**The task**
Searching the material below, find each line that includes the word "seconds", and copy it.

**Exercise data**
══════════════════════════════
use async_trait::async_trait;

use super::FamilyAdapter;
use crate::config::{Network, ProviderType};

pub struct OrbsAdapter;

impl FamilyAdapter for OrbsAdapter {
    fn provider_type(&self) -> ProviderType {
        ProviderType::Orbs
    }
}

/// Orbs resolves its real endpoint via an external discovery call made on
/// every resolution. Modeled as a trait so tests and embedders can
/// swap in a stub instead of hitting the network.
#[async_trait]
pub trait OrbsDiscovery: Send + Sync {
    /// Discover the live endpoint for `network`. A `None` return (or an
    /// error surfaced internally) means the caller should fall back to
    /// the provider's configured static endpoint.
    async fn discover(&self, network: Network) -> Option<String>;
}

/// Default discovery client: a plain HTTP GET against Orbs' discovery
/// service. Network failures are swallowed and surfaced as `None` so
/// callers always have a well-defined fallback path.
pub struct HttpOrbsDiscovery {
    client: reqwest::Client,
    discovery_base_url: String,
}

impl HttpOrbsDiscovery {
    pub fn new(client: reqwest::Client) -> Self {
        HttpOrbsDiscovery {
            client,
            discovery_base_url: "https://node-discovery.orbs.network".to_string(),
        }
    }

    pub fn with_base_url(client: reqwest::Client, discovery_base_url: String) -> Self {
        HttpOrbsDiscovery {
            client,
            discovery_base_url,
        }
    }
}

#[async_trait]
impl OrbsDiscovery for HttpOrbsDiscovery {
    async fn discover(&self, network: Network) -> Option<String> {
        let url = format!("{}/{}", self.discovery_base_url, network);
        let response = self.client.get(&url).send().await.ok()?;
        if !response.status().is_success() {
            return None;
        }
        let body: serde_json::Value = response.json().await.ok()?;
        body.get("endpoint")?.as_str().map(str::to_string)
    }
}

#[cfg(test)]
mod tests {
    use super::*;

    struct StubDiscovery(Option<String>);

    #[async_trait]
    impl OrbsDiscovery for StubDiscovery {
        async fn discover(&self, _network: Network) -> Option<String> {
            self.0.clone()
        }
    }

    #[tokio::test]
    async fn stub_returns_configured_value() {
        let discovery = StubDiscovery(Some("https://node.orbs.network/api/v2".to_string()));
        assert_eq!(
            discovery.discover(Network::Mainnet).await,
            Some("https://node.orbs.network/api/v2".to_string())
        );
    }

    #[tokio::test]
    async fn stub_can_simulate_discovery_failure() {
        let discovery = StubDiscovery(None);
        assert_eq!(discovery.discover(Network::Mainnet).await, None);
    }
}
══════════════════════════════
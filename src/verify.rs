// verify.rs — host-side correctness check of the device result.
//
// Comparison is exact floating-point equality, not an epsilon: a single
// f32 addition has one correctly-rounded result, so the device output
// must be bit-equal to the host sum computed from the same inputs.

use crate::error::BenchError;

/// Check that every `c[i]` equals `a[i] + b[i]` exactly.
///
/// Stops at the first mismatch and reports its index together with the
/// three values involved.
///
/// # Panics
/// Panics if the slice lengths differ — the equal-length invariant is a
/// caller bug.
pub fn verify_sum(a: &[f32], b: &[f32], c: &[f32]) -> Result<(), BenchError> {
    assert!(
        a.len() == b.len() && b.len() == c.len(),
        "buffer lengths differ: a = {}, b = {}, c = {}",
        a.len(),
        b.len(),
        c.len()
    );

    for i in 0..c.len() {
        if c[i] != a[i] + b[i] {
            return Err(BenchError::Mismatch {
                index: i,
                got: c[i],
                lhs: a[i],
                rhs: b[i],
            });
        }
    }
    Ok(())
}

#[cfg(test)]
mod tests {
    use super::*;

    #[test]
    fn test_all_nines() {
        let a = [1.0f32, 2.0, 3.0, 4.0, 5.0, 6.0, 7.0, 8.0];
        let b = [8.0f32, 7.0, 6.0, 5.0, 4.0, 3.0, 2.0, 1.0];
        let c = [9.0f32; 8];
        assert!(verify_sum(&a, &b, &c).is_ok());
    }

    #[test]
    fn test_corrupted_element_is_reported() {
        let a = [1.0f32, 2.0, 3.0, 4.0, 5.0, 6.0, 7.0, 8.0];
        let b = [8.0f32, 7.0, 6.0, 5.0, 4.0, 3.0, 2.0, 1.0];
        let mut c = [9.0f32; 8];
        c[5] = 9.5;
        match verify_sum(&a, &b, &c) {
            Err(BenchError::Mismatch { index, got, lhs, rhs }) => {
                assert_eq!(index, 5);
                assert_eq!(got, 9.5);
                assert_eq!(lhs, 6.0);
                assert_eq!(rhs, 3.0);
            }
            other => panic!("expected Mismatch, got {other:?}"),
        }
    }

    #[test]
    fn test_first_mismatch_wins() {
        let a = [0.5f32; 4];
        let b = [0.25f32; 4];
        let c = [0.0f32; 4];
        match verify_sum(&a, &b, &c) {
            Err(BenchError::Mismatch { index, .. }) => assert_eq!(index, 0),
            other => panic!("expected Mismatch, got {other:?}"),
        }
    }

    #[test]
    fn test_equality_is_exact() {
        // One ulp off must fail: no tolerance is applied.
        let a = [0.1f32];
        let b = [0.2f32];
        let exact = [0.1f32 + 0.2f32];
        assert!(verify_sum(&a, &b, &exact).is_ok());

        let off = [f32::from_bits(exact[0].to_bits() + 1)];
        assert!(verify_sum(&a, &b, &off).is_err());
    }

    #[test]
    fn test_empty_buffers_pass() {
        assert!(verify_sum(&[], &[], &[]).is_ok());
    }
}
══════════════════════════════
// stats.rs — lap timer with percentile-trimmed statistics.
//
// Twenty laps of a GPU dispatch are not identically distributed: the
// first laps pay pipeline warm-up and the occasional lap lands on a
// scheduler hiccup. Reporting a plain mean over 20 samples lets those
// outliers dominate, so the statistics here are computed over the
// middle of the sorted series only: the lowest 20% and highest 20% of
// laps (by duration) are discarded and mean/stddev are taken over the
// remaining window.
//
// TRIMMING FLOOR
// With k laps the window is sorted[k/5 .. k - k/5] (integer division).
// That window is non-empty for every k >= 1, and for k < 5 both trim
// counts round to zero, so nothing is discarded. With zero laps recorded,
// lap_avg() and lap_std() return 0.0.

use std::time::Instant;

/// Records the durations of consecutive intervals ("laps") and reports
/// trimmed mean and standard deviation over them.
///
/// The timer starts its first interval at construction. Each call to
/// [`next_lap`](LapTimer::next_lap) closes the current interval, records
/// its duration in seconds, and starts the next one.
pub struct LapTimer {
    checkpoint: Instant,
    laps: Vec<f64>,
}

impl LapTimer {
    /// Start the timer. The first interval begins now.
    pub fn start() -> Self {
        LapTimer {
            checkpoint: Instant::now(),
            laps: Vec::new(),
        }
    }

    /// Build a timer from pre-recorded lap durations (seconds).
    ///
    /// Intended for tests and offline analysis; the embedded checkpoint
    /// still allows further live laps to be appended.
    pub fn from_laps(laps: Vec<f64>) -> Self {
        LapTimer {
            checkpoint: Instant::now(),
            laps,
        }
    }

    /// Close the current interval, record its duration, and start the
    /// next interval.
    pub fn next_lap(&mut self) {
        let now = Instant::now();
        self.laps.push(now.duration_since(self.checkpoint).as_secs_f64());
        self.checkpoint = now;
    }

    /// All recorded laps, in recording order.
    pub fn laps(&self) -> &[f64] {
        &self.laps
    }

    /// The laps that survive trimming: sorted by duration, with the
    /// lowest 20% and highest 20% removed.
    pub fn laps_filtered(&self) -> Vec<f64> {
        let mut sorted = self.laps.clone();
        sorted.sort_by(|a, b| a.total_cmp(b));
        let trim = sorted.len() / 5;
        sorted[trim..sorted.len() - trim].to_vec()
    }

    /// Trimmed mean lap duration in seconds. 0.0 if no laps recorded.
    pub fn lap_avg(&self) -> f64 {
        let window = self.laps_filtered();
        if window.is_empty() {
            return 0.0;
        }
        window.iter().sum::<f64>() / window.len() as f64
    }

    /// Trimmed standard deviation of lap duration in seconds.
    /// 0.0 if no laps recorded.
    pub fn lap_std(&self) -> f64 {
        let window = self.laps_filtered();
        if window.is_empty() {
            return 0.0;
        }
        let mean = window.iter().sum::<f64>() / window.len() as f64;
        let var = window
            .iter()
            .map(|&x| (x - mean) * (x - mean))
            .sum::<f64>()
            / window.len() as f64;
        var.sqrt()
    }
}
══════════════════════════════
**Reply to the exercise**
/// its duration in seconds, and starts the next one.
    /// Build a timer from pre-recorded lap durations (seconds).
    /// Trimmed mean lap duration in seconds. 0.0 if no laps recorded.
    /// Trimmed standard deviation of lap duration in seconds.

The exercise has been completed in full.